Tentativi di prevenzione del Variola maior con l'inoculazione di materiale proveniente da lesioni di ammalati di Variola minor in persone suscettibili (variolizzazione) sorsero in modo indipendente in diverse regioni dell'Asia e dell'Africa e furono diffuse nell'Europa occidentale nel XVII secolo. La pratica della variolizzazione presentava tuttavia numerosi e gravi inconvenienti e fu soppiantata alla fine del XVIII secolo dalla vaccinazione, consistente nell'inoculazione di materiale proveniente da lesioni del vaiolo bovino, il cui virus era in grado di determinare immunità anche per il vaiolo umano. Attorno al 1950 fu sviluppata una tecnica per produrre un vaccino liofilizzato stabile al calore, conservabile pertanto a lungo termine senza refrigerazione; tale vaccino era basato su Vaccinia virus, un Orthopoxvirus di origine sconosciuta.

Eridicazione del vaiolo.


Negli anni cinquanta le epidemie di vaiolo erano ormai scomparse dalla maggior parte dei paesi e nel 1958 l'Assemblea Mondiale della Sanità avviò un programma per l'eradicazione globale da attuarsi nei successivi 10 anni mediante una copertura vaccinale dell'80% in tutti i paesi. L'obiettivo veniva ritenuto possibile per diversi fattori peculiari del vaiolo: la facilità della diagnosi della patologia clinica, la mancanza di infezioni subcliniche, l'assenza di trasmissione durante i prodromi e la mancanza di un serbatoio animale. La tecnica della vaccinazione era inoltre migliorata anche per l'ideazione dell'ago biforcato, che semplificava l'iniezione e permetteva la riduzione del volume di vaccino necessario. L'obiettivo si rivelò tuttavia difficile da raggiungere in molti paesi sottosviluppati per cui ancora nel 1966 il vaiolo era endemico in 33 paesi in via di sviluppo. Si attuò pertanto, in questi paesi, la cosiddetta strategia "aggressive case-finding" consistente nell'intervenire solo in caso di vaiolo vaccinando tutti coloro che erano stati a contatto con l'ammalato. L'ultimo caso di vaiolo grave (Variola maior) fu identificato nel Bangladesh alla fine del 1975; l'ultimo caso di alastrim si verificò in Somalia nel 1977. Infine, nel 1980 l'Assemblea Mondiale della Sanità dichiarò che il vaiolo era stato eradicato dalla Terra. L'OMS ha dichiarato che il costo dell'eradicazione è stato di soli 112 milioni di dollari.

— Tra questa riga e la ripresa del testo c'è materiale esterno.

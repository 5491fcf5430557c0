use std::collections::HashMap;
use std::fs;
use std::path::{Path, PathBuf};

use anyhow::Context;
use async_trait::async_trait;
use serde::{de::DeserializeOwned, Deserialize, Serialize};
use time::{Date, OffsetDateTime};
use tokio::sync::Mutex;
use tracing::info;
use uuid::Uuid;

use super::{
    AttendanceRecord, AttendanceStatus, AttendanceView, Role, Store, SupervisorQrCode, Task,
    TaskDecision, TaskScope, TaskStatus, TaskWithChw, User,
};
use crate::auth::password::hash_password;

const USERS: &str = "users.json";
const META: &str = "meta.json";
const TASKS: &str = "tasks.json";
const ATTENDANCE: &str = "attendance.json";
const QR_CODES: &str = "qr_codes.json";

/// Password hashes live outside the user documents, keyed by email.
#[derive(Debug, Default, Serialize, Deserialize)]
struct Meta {
    password_hashes: HashMap<String, String>,
}

/// JSON-file fallback store: flat documents under a data dir, rewritten
/// whole on every mutation. A single lock serializes read-modify-write
/// cycles, so the uniqueness invariants hold without DB constraints.
pub struct FileStore {
    dir: PathBuf,
    lock: Mutex<()>,
}

impl FileStore {
    pub fn open(dir: impl Into<PathBuf>, seed_demo: bool) -> anyhow::Result<Self> {
        let dir = dir.into();
        fs::create_dir_all(&dir).with_context(|| format!("create data dir {}", dir.display()))?;
        let store = Self {
            dir,
            lock: Mutex::new(()),
        };
        if seed_demo {
            store.seed_if_empty()?;
        }
        Ok(store)
    }

    fn path(&self, name: &str) -> PathBuf {
        self.dir.join(name)
    }

    fn read<T: DeserializeOwned + Default>(&self, name: &str) -> anyhow::Result<T> {
        let p = self.path(name);
        if !p.exists() {
            return Ok(T::default());
        }
        let raw = fs::read_to_string(&p).with_context(|| format!("read {}", p.display()))?;
        serde_json::from_str(&raw).with_context(|| format!("parse {}", p.display()))
    }

    fn write<T: Serialize>(&self, name: &str, data: &T) -> anyhow::Result<()> {
        let p = self.path(name);
        let raw = serde_json::to_string_pretty(data)?;
        fs::write(&p, raw).with_context(|| format!("write {}", p.display()))
    }

    fn seed_if_empty(&self) -> anyhow::Result<()> {
        let users: Vec<User> = self.read(USERS)?;
        if !users.is_empty() {
            return Ok(());
        }
        let now = OffsetDateTime::now_utc();
        let demo = |name: &str, email: &str, role: Role| User {
            id: Uuid::new_v4(),
            name: name.to_string(),
            email: email.to_string(),
            role,
            phone: None,
            county: None,
            sub_county: None,
            ward: None,
            chw_account_id: None,
            created_at: now,
            updated_at: now,
        };
        let mut chw = demo("Akinyi Otieno", "akinyi.otieno@afya.ke", Role::Chw);
        chw.phone = Some("+254712345001".into());
        chw.county = Some("Kisumu".into());
        chw.sub_county = Some("Kisumu East".into());
        chw.ward = Some("Kajulu".into());
        chw.chw_account_id = Some("0.0.1001".into());
        let mut supervisor = demo("Mary Wekesa", "mary.wekesa@afya.ke", Role::Supervisor);
        supervisor.phone = Some("+254712345006".into());
        supervisor.county = Some("Kisumu".into());
        supervisor.sub_county = Some("Kisumu East".into());
        let mut admin = demo("Grace Adhiambo", "admin@afya.ke", Role::Admin);
        admin.phone = Some("+254712345008".into());

        let hash = hash_password("demo123")?;
        let mut meta = Meta::default();
        for u in [&chw, &supervisor, &admin] {
            meta.password_hashes.insert(u.email.clone(), hash.clone());
        }
        self.write(USERS, &vec![chw, supervisor, admin])?;
        self.write(META, &meta)?;
        self.write(TASKS, &Vec::<Task>::new())?;
        info!(dir = %self.dir.display(), "file store seeded with demo users");
        Ok(())
    }

    fn join_chw(users: &[User], task: Task) -> TaskWithChw {
        let chw = users.iter().find(|u| u.id == task.chw_id);
        TaskWithChw {
            chw_name: chw.map(|u| u.name.clone()),
            chw_email: chw.map(|u| u.email.clone()),
            chw_county: chw.and_then(|u| u.county.clone()),
            task,
        }
    }

    fn join_names(users: &[User], record: AttendanceRecord) -> AttendanceView {
        let chw = users.iter().find(|u| u.id == record.chw_id);
        let supervisor = users.iter().find(|u| u.id == record.supervisor_id);
        AttendanceView {
            chw_name: chw.map(|u| u.name.clone()),
            chw_email: chw.map(|u| u.email.clone()),
            supervisor_name: supervisor.map(|u| u.name.clone()),
            record,
        }
    }
}

#[async_trait]
impl Store for FileStore {
    async fn create_user(&self, user: User, password_hash: &str) -> anyhow::Result<Option<User>> {
        let _g = self.lock.lock().await;
        let mut users: Vec<User> = self.read(USERS)?;
        if users
            .iter()
            .any(|u| u.email.eq_ignore_ascii_case(&user.email))
        {
            return Ok(None);
        }
        let mut meta: Meta = self.read(META)?;
        meta.password_hashes
            .insert(user.email.clone(), password_hash.to_string());
        users.push(user.clone());
        self.write(USERS, &users)?;
        self.write(META, &meta)?;
        Ok(Some(user))
    }

    async fn user_by_email(&self, email: &str) -> anyhow::Result<Option<(User, String)>> {
        let _g = self.lock.lock().await;
        let users: Vec<User> = self.read(USERS)?;
        let meta: Meta = self.read(META)?;
        Ok(users
            .into_iter()
            .find(|u| u.email.eq_ignore_ascii_case(email))
            .and_then(|u| {
                let hash = meta.password_hashes.get(&u.email).cloned()?;
                Some((u, hash))
            }))
    }

    async fn user_by_id(&self, id: Uuid) -> anyhow::Result<Option<User>> {
        let _g = self.lock.lock().await;
        let users: Vec<User> = self.read(USERS)?;
        Ok(users.into_iter().find(|u| u.id == id))
    }

    async fn users_by_ids(&self, ids: Vec<Uuid>) -> anyhow::Result<Vec<User>> {
        let _g = self.lock.lock().await;
        let users: Vec<User> = self.read(USERS)?;
        Ok(users.into_iter().filter(|u| ids.contains(&u.id)).collect())
    }

    async fn list_chws(&self) -> anyhow::Result<Vec<User>> {
        let _g = self.lock.lock().await;
        let mut chws: Vec<User> = self
            .read::<Vec<User>>(USERS)?
            .into_iter()
            .filter(|u| u.role == Role::Chw)
            .collect();
        chws.sort_by(|a, b| a.name.cmp(&b.name));
        Ok(chws)
    }

    async fn count_chws(&self) -> anyhow::Result<i64> {
        Ok(self.list_chws().await?.len() as i64)
    }

    async fn insert_task(&self, task: Task) -> anyhow::Result<Task> {
        let _g = self.lock.lock().await;
        let mut tasks: Vec<Task> = self.read(TASKS)?;
        tasks.push(task.clone());
        self.write(TASKS, &tasks)?;
        Ok(task)
    }

    async fn task_by_id(&self, id: Uuid) -> anyhow::Result<Option<Task>> {
        let _g = self.lock.lock().await;
        let tasks: Vec<Task> = self.read(TASKS)?;
        Ok(tasks.into_iter().find(|t| t.id == id))
    }

    async fn list_tasks(
        &self,
        scope: TaskScope,
        status: Option<TaskStatus>,
        limit: i64,
        offset: i64,
    ) -> anyhow::Result<(Vec<TaskWithChw>, i64)> {
        let _g = self.lock.lock().await;
        let tasks: Vec<Task> = self.read(TASKS)?;
        let users: Vec<User> = self.read(USERS)?;
        let mut list: Vec<Task> = tasks
            .into_iter()
            .filter(|t| match &scope {
                TaskScope::All => true,
                TaskScope::Chw(id) => t.chw_id == *id,
                TaskScope::County(county) => users
                    .iter()
                    .any(|u| u.id == t.chw_id && u.county.as_deref() == Some(county)),
            })
            .filter(|t| status.map_or(true, |s| t.status == s))
            .collect();
        list.sort_by(|a, b| b.created_at.cmp(&a.created_at));
        let count = list.len() as i64;
        let page: Vec<TaskWithChw> = list
            .into_iter()
            .skip(offset.max(0) as usize)
            .take(limit.max(0) as usize)
            .map(|t| Self::join_chw(&users, t))
            .collect();
        Ok((page, count))
    }

    async fn finalize_task(
        &self,
        id: Uuid,
        decision: TaskDecision,
    ) -> anyhow::Result<Option<Task>> {
        let _g = self.lock.lock().await;
        let mut tasks: Vec<Task> = self.read(TASKS)?;
        let Some(task) = tasks
            .iter_mut()
            .find(|t| t.id == id && t.status == TaskStatus::Pending)
        else {
            return Ok(None);
        };
        task.status = decision.status;
        task.supervisor_id = Some(decision.supervisor_id);
        task.approved_at = Some(decision.approved_at);
        task.rejection_reason = decision.rejection_reason;
        task.ledger_approval_hash = Some(decision.ledger_approval_hash);
        task.ledger_transfer_hash = decision.ledger_transfer_hash;
        task.points_awarded = decision.points_awarded;
        let updated = task.clone();
        self.write(TASKS, &tasks)?;
        Ok(Some(updated))
    }

    async fn tasks_created_since(&self, since: OffsetDateTime) -> anyhow::Result<Vec<Task>> {
        let _g = self.lock.lock().await;
        let tasks: Vec<Task> = self.read(TASKS)?;
        Ok(tasks.into_iter().filter(|t| t.created_at >= since).collect())
    }

    async fn all_tasks(&self) -> anyhow::Result<Vec<Task>> {
        let _g = self.lock.lock().await;
        self.read(TASKS)
    }

    async fn qr_for_day(
        &self,
        supervisor_id: Uuid,
        day: Date,
    ) -> anyhow::Result<Option<SupervisorQrCode>> {
        let _g = self.lock.lock().await;
        let codes: Vec<SupervisorQrCode> = self.read(QR_CODES)?;
        Ok(codes
            .into_iter()
            .find(|c| c.supervisor_id == supervisor_id && c.valid_date == day))
    }

    async fn upsert_qr(&self, code: SupervisorQrCode) -> anyhow::Result<SupervisorQrCode> {
        let _g = self.lock.lock().await;
        let mut codes: Vec<SupervisorQrCode> = self.read(QR_CODES)?;
        if let Some(existing) = codes
            .iter()
            .find(|c| c.supervisor_id == code.supervisor_id && c.valid_date == code.valid_date)
        {
            return Ok(existing.clone());
        }
        codes.push(code.clone());
        self.write(QR_CODES, &codes)?;
        Ok(code)
    }

    async fn try_check_in(
        &self,
        record: AttendanceRecord,
    ) -> anyhow::Result<Option<AttendanceRecord>> {
        let _g = self.lock.lock().await;
        let mut records: Vec<AttendanceRecord> = self.read(ATTENDANCE)?;
        let already_in = records.iter().any(|r| {
            r.chw_id == record.chw_id
                && r.date == record.date
                && r.status == AttendanceStatus::CheckedIn
        });
        if already_in {
            return Ok(None);
        }
        records.push(record.clone());
        self.write(ATTENDANCE, &records)?;
        Ok(Some(record))
    }

    async fn close_attendance(
        &self,
        chw_id: Uuid,
        supervisor_id: Option<Uuid>,
        day: Date,
        check_out_time: OffsetDateTime,
        points: i64,
    ) -> anyhow::Result<Option<AttendanceRecord>> {
        let _g = self.lock.lock().await;
        let mut records: Vec<AttendanceRecord> = self.read(ATTENDANCE)?;
        let Some(record) = records.iter_mut().find(|r| {
            r.chw_id == chw_id
                && r.date == day
                && r.status == AttendanceStatus::CheckedIn
                && supervisor_id.map_or(true, |s| r.supervisor_id == s)
        }) else {
            return Ok(None);
        };
        record.check_out_time = Some(check_out_time);
        record.status = AttendanceStatus::CheckedOut;
        record.points_earned = points;
        let updated = record.clone();
        self.write(ATTENDANCE, &records)?;
        Ok(Some(updated))
    }

    async fn attendance_for_chw_on(
        &self,
        chw_id: Uuid,
        day: Date,
    ) -> anyhow::Result<Option<AttendanceView>> {
        let _g = self.lock.lock().await;
        let records: Vec<AttendanceRecord> = self.read(ATTENDANCE)?;
        let users: Vec<User> = self.read(USERS)?;
        let mut mine: Vec<AttendanceRecord> = records
            .into_iter()
            .filter(|r| r.chw_id == chw_id && r.date == day)
            .collect();
        mine.sort_by(|a, b| b.check_in_time.cmp(&a.check_in_time));
        Ok(mine.into_iter().next().map(|r| Self::join_names(&users, r)))
    }

    async fn attendance_for_supervisor_on(
        &self,
        supervisor_id: Uuid,
        day: Date,
    ) -> anyhow::Result<Vec<AttendanceView>> {
        let _g = self.lock.lock().await;
        let records: Vec<AttendanceRecord> = self.read(ATTENDANCE)?;
        let users: Vec<User> = self.read(USERS)?;
        let mut day_records: Vec<AttendanceRecord> = records
            .into_iter()
            .filter(|r| r.supervisor_id == supervisor_id && r.date == day)
            .collect();
        day_records.sort_by(|a, b| b.check_in_time.cmp(&a.check_in_time));
        Ok(day_records
            .into_iter()
            .map(|r| Self::join_names(&users, r))
            .collect())
    }

    async fn attendance_on(&self, day: Date) -> anyhow::Result<Vec<AttendanceRecord>> {
        let _g = self.lock.lock().await;
        let records: Vec<AttendanceRecord> = self.read(ATTENDANCE)?;
        Ok(records.into_iter().filter(|r| r.date == day).collect())
    }

    async fn attendance_days(&self, from: Date, to: Date) -> anyhow::Result<Vec<(Date, Uuid)>> {
        let _g = self.lock.lock().await;
        let records: Vec<AttendanceRecord> = self.read(ATTENDANCE)?;
        Ok(records
            .into_iter()
            .filter(|r| r.date >= from && r.date <= to)
            .map(|r| (r.date, r.chw_id))
            .collect())
    }
}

Nel 1976 l'Organizzazione Mondiale della Sanità chiese ai laboratori in possesso di ceppi di virus vaioloso che lo distruggessero o consegnassero le loro scorte a uno dei seguenti due centri: il Centers for Disease Control negli Stati Uniti o il Laboratorio di Ricerche Virologiche e Biotecnologiche in Unione Sovietica. La maggior parte dei laboratori hanno rispettato la decisione, ma si teme che qualche ceppo del pericoloso virus sia ancora disponibile e possa essere utilizzato come arma biologica.